▶ **Problem details**:
Check each line of the entries for "WindowArgs" and report the ones that have it.

Source data

use chrono::{DateTime, Local, TimeDelta};
use clap::Parser;
use sunledger::{prelude::*, series::SeriesWindow, statistics::StatsPeriod};

#[derive(Parser)]
pub struct WindowArgs {
    /// Statistics period, counted from its start up to now.
    #[clap(long, env = "STATS_PERIOD", default_value = "day")]
    pub period: StatsPeriod,

    /// Sampling interval, an hour for a day and a day for the longer periods by default.
    #[clap(long, env = "SAMPLE_INTERVAL")]
    pub interval: Option<humantime::Duration>,
}

impl WindowArgs {
    pub fn interval(&self) -> Result<TimeDelta> {
        match self.interval {
            Some(interval) => {
                TimeDelta::from_std(interval.into()).context("the interval is too long")
            }
            None => Ok(self.period.sample_interval()),
        }
    }

    pub fn current(&self, now: DateTime<Local>) -> Result<SeriesWindow> {
        Ok(SeriesWindow::builder()
            .start(self.period.start_of(now)?)
            .end(now)
            .interval(self.interval()?)
            .build())
    }
}
//! Discovering and reading markdown notes from a user-chosen directory.
//!
//! The notes root is chosen by the user; we only read and index it.

use std::path::{Path, PathBuf};

use walkdir::WalkDir;

/// A note on disk. Search offsets are char indices into `body`.
#[derive(Debug, Clone, PartialEq, Eq)]
pub struct Note {
    pub path: PathBuf,
    /// Content without YAML frontmatter.
    pub body: String,
}

/// Whether `path` looks like a note we index.
pub fn is_note_path(path: &Path) -> bool {
    path.extension().is_some_and(|e| e == "md")
}

/// Reads a single note, dropping its frontmatter.
pub fn read_note(path: &Path) -> Result<Note, ScanError> {
    let raw = std::fs::read_to_string(path).map_err(|e| ScanError::Read(path.to_path_buf(), e))?;
    Ok(Note {
        path: path.to_path_buf(),
        body: strip_frontmatter(&raw).to_string(),
    })
}

/// Scans `root` for `.md` files, skipping hidden entries. Does not follow symlinks.
///
/// A note that can't be read is logged and skipped so one bad file doesn't
/// hide the rest.
pub fn scan_notes(root: &Path) -> Result<Vec<Note>, ScanError> {
    if !root.is_dir() {
        return Err(ScanError::NotADirectory(root.to_path_buf()));
    }
    let mut notes = Vec::new();
    for entry in WalkDir::new(root)
        .follow_links(false)
        .sort_by_file_name()
        .into_iter()
        .filter_entry(|e| e.depth() == 0 || !is_hidden(e))
    {
        let entry = entry.map_err(|e| ScanError::Walk(e.to_string()))?;
        let path = entry.path();
        if !entry.file_type().is_file() || !is_note_path(path) {
            continue;
        }
        match read_note(path) {
            Ok(note) => notes.push(note),
            Err(e) => tracing::warn!(error = %e, "skipping unreadable note"),
        }
    }
    tracing::debug!(root = %root.display(), count = notes.len(), "scanned notes");
    Ok(notes)
}

fn is_hidden(entry: &walkdir::DirEntry) -> bool {
    entry
        .file_name()
        .to_str()
        .is_some_and(|s| s.starts_with('.'))
}

/// Removes leading YAML frontmatter (between the first two `---` lines).
fn strip_frontmatter(content: &str) -> &str {
    let s = content.trim_start();
    let Some(after_open) = s.strip_prefix("---") else {
        return content;
    };
    match after_open.find("\n---") {
        Some(close) => {
            let rest = &after_open[close + 4..];
            // Drop the remainder of the closing fence line.
            let rest = rest.split_once('\n').map_or("", |(_, body)| body);
            rest.trim_start()
        }
        None => content,
    }
}

#[derive(Debug, thiserror::Error)]
pub enum ScanError {
    #[error("not a directory: {0}")]
    NotADirectory(PathBuf),
    #[error("walk error: {0}")]
    Walk(String),
    #[error("read error for {0}: {1}")]
    Read(PathBuf, std::io::Error),
}

#[cfg(test)]
mod tests {
    use super::*;

    #[test]
    fn strip_frontmatter_plain() {
        assert_eq!(strip_frontmatter("Hello world."), "Hello world.");
    }

    #[test]
    fn strip_frontmatter_with_yaml() {
        let s = "---\ntitle: Foo\ndate: 2024-01-01\n---\n\nActual content here.";
        assert_eq!(strip_frontmatter(s), "Actual content here.");
    }

    #[test]
    fn unterminated_frontmatter_is_content() {
        let s = "---\ntitle: Foo\nno closing fence";
        assert_eq!(strip_frontmatter(s), s);
    }

    #[test]
    fn scan_finds_markdown_and_skips_hidden() {
        let dir = tempfile::tempdir().unwrap();
        let root = dir.path();
        std::fs::create_dir_all(root.join("sub")).unwrap();
        std::fs::create_dir_all(root.join(".trash")).unwrap();
        std::fs::write(root.join("a.md"), "---\ntags: x\n---\nalpha").unwrap();
        std::fs::write(root.join("sub/b.md"), "beta").unwrap();
        std::fs::write(root.join("sub/c.txt"), "not a note").unwrap();
        std::fs::write(root.join(".trash/d.md"), "deleted").unwrap();

        let notes = scan_notes(root).unwrap();
        let bodies: Vec<&str> = notes.iter().map(|n| n.body.as_str()).collect();
        assert_eq!(bodies, vec!["alpha", "beta"]);
    }

    #[test]
    fn scan_rejects_files() {
        let dir = tempfile::tempdir().unwrap();
        let file = dir.path().join("a.md");
        std::fs::write(&file, "x").unwrap();
        assert!(matches!(scan_notes(&file), Err(ScanError::NotADirectory(_))));
    }
}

▶ **Solution for this task**:
pub struct WindowArgs {
impl WindowArgs {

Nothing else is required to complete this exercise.